バグ修正とプラットフォームに関する注意事項

このアップデートでは、圧縮されたARWクリップのデコードの問題、macOS 26.1でオーディオがミュートされるAI Music Remixerのバグ、WindowsでQuickTimeのデコードがハングアップする可能性のある問題、WindowsでRemote Monitorの起動の問題など、いくつかの問題に対処している。また、一部の深いOpenEXRファイルの読み込みに関する問題も解決された。

DaVinci Resolve 20.3から、GPU処理用のOpenCLモードがmacOSでサポートされなくなった。今後はMetal互換のハードウェアが必要になる。

プロジェクトの互換性に関しては、プロジェクトライブラリはDaVinci Resolve 19.1.4と互換性を保っているが、20.3で作成または開いた個々のプロジェクトは、以前のバージョンではアクセスできなくなる。同社は、新バージョンでプロジェクトを開く前に、プロジェクトライブラリのフルバックアップと個々のプロジェクトのバックアップを取ることを推奨している。

システム要件

最小要件はほとんど変わっていない。Macユーザーは、macOS 14 Sonoma以降、8GBのRAM(Fusion作業には16GB)、Apple SiliconまたはMetal互換GPUが必要。Windowsユーザーは、Windows 10 Creators Updateと16 GBのRAM(Fusion作業には32 GB)、OpenCL 1.2またはCUDA 12.8をサポートする4 GB以上のVRAMを搭載したGPUが必要。Linuxユーザーは、Rocky Linux 8.6と32 GBのRAM、および同様の仕様のディスクリートGPUが必要となる。

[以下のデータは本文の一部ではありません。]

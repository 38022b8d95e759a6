//! Application bootstrap
//!
//! Construction order:
//!
//! ```text
//! Registry → PostgresDatabase → RedisCache? → Probe
//!          → HealthRegistry → HttpServer → MetricsServer → AppScope
//! ```
//!
//! Construction only validates and allocates; no connection is opened and
//! no port is bound until [`AppContext::start`]. Any construction error
//! aborts before anything has started.
//!
//! ## Usage
//!
//! ```rust,ignore
//! let config = ConfigLoader::new().load()?;
//! let logger = Logger::new(&config.log);
//! let context = init_app(config, &logger).await?;
//! context.run(shutdown_signal()).await?;
//! ```

use crate::config::AppConfig;
use crate::health::HealthRegistry;
use crate::infrastructure::{AppScope, DefaultShutdownCoordinator, Lifecycle};
use crate::logging::Logger;
use axum::Router;
use prometheus::Registry;
use std::future::Future;
use std::sync::Arc;
use tokio_util::sync::CancellationToken;
use tracing::info;
use wasabi_domain::constants::{APP_NAME, APP_VERSION};
use wasabi_domain::error::Result;
use wasabi_domain::ports::{LifecycleManaged, ShutdownCoordinator};
use wasabi_providers::cache::RedisCache;
use wasabi_providers::database::PostgresDatabase;
use wasabi_providers::http::{HttpServer, MetricsServer, Probe, PrometheusProbe};

/// Every constructed component plus the lifecycle driving them
pub struct AppContext {
    config: Arc<AppConfig>,
    logger: Logger,
    registry: Registry,
    database: Arc<PostgresDatabase>,
    cache: Option<Arc<RedisCache>>,
    http: Arc<HttpServer>,
    metrics: Arc<MetricsServer>,
    health: HealthRegistry,
    scope: Arc<AppScope>,
    shutdown: Arc<DefaultShutdownCoordinator>,
    lifecycle: Lifecycle,
}

/// Build the application with no business routes, counting requests in
/// the metrics registry
pub async fn init_app(config: AppConfig, logger: &Logger) -> Result<AppContext> {
    init_app_with_routes(config, logger, Router::new(), PrometheusProbe::new).await
}

/// Build the application serving `routes` behind the standard middleware
///
/// `make_probe` chooses the request probe; it receives the registry the
/// metrics server scrapes.
///
/// ```rust,ignore
/// let context = init_app_with_routes(config, &logger, routes, |_| Ok(NopProbe)).await?;
/// ```
pub async fn init_app_with_routes<P, F>(
    config: AppConfig,
    logger: &Logger,
    routes: Router,
    make_probe: F,
) -> Result<AppContext>
where
    P: Probe,
    F: FnOnce(&Registry) -> Result<P>,
{
    let dispatch = logger.dispatch();
    let registry = Registry::new();

    let database = Arc::new(PostgresDatabase::new(&config.postgres, dispatch.clone())?);

    let cache = if config.redis.enable {
        Some(Arc::new(RedisCache::new(
            &config.redis,
            &registry,
            dispatch.clone(),
        )?))
    } else {
        logger.friendly().info("redis disabled, skipping cache");
        None
    };

    let probe = make_probe(&registry)?;

    let health = HealthRegistry::new(dispatch.clone());
    health
        .register_checker(database.name(), database.health_checker())
        .await;
    if let Some(cache) = &cache {
        health
            .register_checker(cache.name(), cache.health_checker())
            .await;
    }

    let http = Arc::new(HttpServer::new(&config.http, probe, routes, dispatch.clone()));
    let metrics = Arc::new(MetricsServer::new(
        &config.metrics,
        registry.clone(),
        dispatch.clone(),
    )?);
    let scope = Arc::new(AppScope::new());

    let mut lifecycle = Lifecycle::new(config.shutdown_timeout, logger.friendly());
    lifecycle.register(scope.clone());
    lifecycle.register(database.clone());
    if let Some(cache) = &cache {
        lifecycle.register(cache.clone());
    }
    lifecycle.register(metrics.clone());
    lifecycle.register(http.clone());

    Ok(AppContext {
        config: Arc::new(config),
        logger: logger.clone(),
        registry,
        database,
        cache,
        http,
        metrics,
        health,
        scope,
        shutdown: Arc::new(DefaultShutdownCoordinator::new()),
        lifecycle,
    })
}

impl AppContext {
    pub fn config(&self) -> &AppConfig {
        &self.config
    }

    pub fn logger(&self) -> &Logger {
        &self.logger
    }

    /// Registry scraped by the metrics server
    pub fn registry(&self) -> &Registry {
        &self.registry
    }

    pub fn database(&self) -> Arc<PostgresDatabase> {
        Arc::clone(&self.database)
    }

    /// Redis client, absent when disabled
    pub fn cache(&self) -> Option<Arc<RedisCache>> {
        self.cache.clone()
    }

    pub fn http(&self) -> Arc<HttpServer> {
        Arc::clone(&self.http)
    }

    pub fn metrics(&self) -> Arc<MetricsServer> {
        Arc::clone(&self.metrics)
    }

    pub fn health(&self) -> &HealthRegistry {
        &self.health
    }

    /// Token cancelled when the application stops
    pub fn scope_token(&self) -> CancellationToken {
        self.scope.token()
    }

    pub fn lifecycle(&self) -> &Lifecycle {
        &self.lifecycle
    }

    /// Programmatic shutdown trigger for [`AppContext::run`]
    pub fn shutdown_coordinator(&self) -> Arc<DefaultShutdownCoordinator> {
        Arc::clone(&self.shutdown)
    }

    /// Run every start hook in order
    pub async fn start(&self) -> Result<()> {
        self.lifecycle.start_all().await?;
        let _guard = tracing::dispatcher::set_default(&self.logger.dispatch());
        info!(
            app = APP_NAME,
            version = APP_VERSION,
            env = %self.config.env,
            http = %self.http.addr(),
            "application started"
        );
        Ok(())
    }

    /// Run every stop hook in reverse order
    pub async fn stop(&self) -> Result<()> {
        let result = self.lifecycle.stop_all().await;
        let _guard = tracing::dispatcher::set_default(&self.logger.dispatch());
        info!(app = APP_NAME, "application stopped");
        result
    }

    /// Start, wait for `signal` or a programmatic shutdown, then stop
    pub async fn run<F>(&self, signal: F) -> Result<()>
    where
        F: Future<Output = ()> + Send,
    {
        self.start().await?;

        tokio::select! {
            () = signal => {}
            () = self.shutdown.wait_for_shutdown() => {}
        }
        self.shutdown.signal_shutdown();
        self.logger.friendly().info("shutdown requested");

        self.stop().await
    }
}

impl std::fmt::Debug for AppContext {
    fn fmt(&self, f: &mut std::fmt::Formatter<'_>) -> std::fmt::Result {
        f.debug_struct("AppContext")
            .field("env", &self.config.env)
            .field("lifecycle", &self.lifecycle)
            .finish_non_exhaustive()
    }
}
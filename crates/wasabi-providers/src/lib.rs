//! # wasabi - Adapter Implementations
//!
//! Thin configuration-and-lifecycle wrappers around third-party clients and
//! servers. Each adapter implements the lifecycle port from `wasabi-domain`
//! and, where it wraps a connection, exposes a health checker.
//!
//! | Adapter | Library | Lifecycle |
//! |---------|---------|-----------|
//! | [`database::PostgresDatabase`] | sqlx | ping on start, close on stop |
//! | [`cache::RedisCache`] | redis | ping on start, drop connection on stop |
//! | [`http::HttpServer`] | axum + tower-http | bind on start, graceful shutdown on stop |
//! | [`http::MetricsServer`] | axum + prometheus | bind on start, graceful shutdown on stop |
//!
//! Adapters receive their logger as a [`tracing::Dispatch`] at construction
//! and run their own work under it.

pub use wasabi_domain::error::{Error, Result};

/// Provider-specific constants
pub mod constants;

/// PostgreSQL pool, query log bridge and health check
pub mod database;

/// Redis client with tracing and metrics instrumentation
pub mod cache;

/// HTTP server, request probes and the metrics scrape server
pub mod http;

WindowsのNVIDIAユーザーは、Studioドライバーを570.65以降にアップデートする必要があり、Linuxユーザーは570.26以降が必要だ。

リリース時期

DaVinci Resolve 20.3は、同社のウェブサイトから無料でダウンロードできる。無料版には、DaVinci Resolve Studioと同様の高品質な処理がすべて含まれているが、出力はUltra HD解像度に制限され、WindowsとLinuxではシングルGPUのみをサポートしている。マルチGPUサポート、4K+出力、時間的・空間的ノイズリダクション、様々なAIベースのツール、HDRグレーディングツール、カメラトラッカー、ボイスアイソレーション、サラウンドサウンドなどの機能は、Studioバージョンが必要だ。